After reading this thread, I decided to try what MacDoc suggested. So I booted off my clone and ran OnyX but I did encounter one issue when trying to reboot.

When trying to reboot from the clone after running OnyX, the clone would not start up. Tried a couple of times, same results. Waited for 15 minutes before shutting down.

Re-ran SuperDuper and was able to boot off the clone once again.

FWIW - I've been doing incremental backups (aka Smart Updates) for some time now and have never had any issues.


----------



## MacDoc (Nov 3, 2001)

> Re-ran SuperDuper and was able to boot off the clone once again.
> 
> FWIW - I've been doing incremental backups (aka Smart Updates) for some time now and have never had any issues.


and how often did you boot off the clone?? 

I'm not 100% convinced Smart updating is perfect from a system structure standpoint.
I always do erase and clone.
I use an alternative Odd/Even backup for that so there is always one spare.


----------



## Ants (May 6, 2003)

MacDoc said:


> and how often did you boot off the clone??
> 
> I'm not 100% convinced Smart updating is perfect from a system structure standpoint.
> I always do erase and clone.
> I use an alternative Odd/Even backup for that so there is always one spare.


I usually will boot from the clone once every couple of months, when I want to run Disk Warrior or after having cloned an OS system upgraded (for example: 10.4. to 10.9), just to make sure the clone works as should.

Never had issues using the Smart Update feature. 

Usually do an erase and clone if the OS is a fresh install or major upgrade (from Panther to Tiger)

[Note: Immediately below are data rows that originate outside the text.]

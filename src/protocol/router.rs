//! Envelope router
//!
//! Owns the handler registry and dispatches each decoded envelope to the
//! handler registered for its type.

use crate::connection::RequestContext;
use crate::error::Result;
use crate::protocol::handler::HandlerRegistry;
use crate::protocol::message::Envelope;

/// Dispatches envelopes to registered handlers
pub struct Router {
    registry: HandlerRegistry,
}

impl Router {
    /// Create a router serving the given registry
    pub fn new(registry: HandlerRegistry) -> Self {
        Self { registry }
    }

    /// Route an envelope to its handler, returning any response envelope
    ///
    /// Returns [`crate::Error::UnknownMessageType`] when no handler is
    /// registered for the envelope's type.
    pub async fn handle(
        &self,
        ctx: &RequestContext,
        envelope: &Envelope,
    ) -> Result<Option<Envelope>> {
        tracing::debug!(
            message_type = %envelope.message_type,
            envelope_id = %envelope.id,
            connection_id = %ctx.connection_id(),
            "routing envelope"
        );

        self.registry.handle(ctx, envelope).await
    }
}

I do not use two externals at this time but maybe I should....


----------



## powz (Apr 25, 2007)

If I don't have an external drive, would it be possible to backup my home directory files (~20 gigs) to my Windows partition (via VMWare Fusion or Parallels), do a clean install of Leopard on the OS X partition and then restore the files from the Windows partition?


----------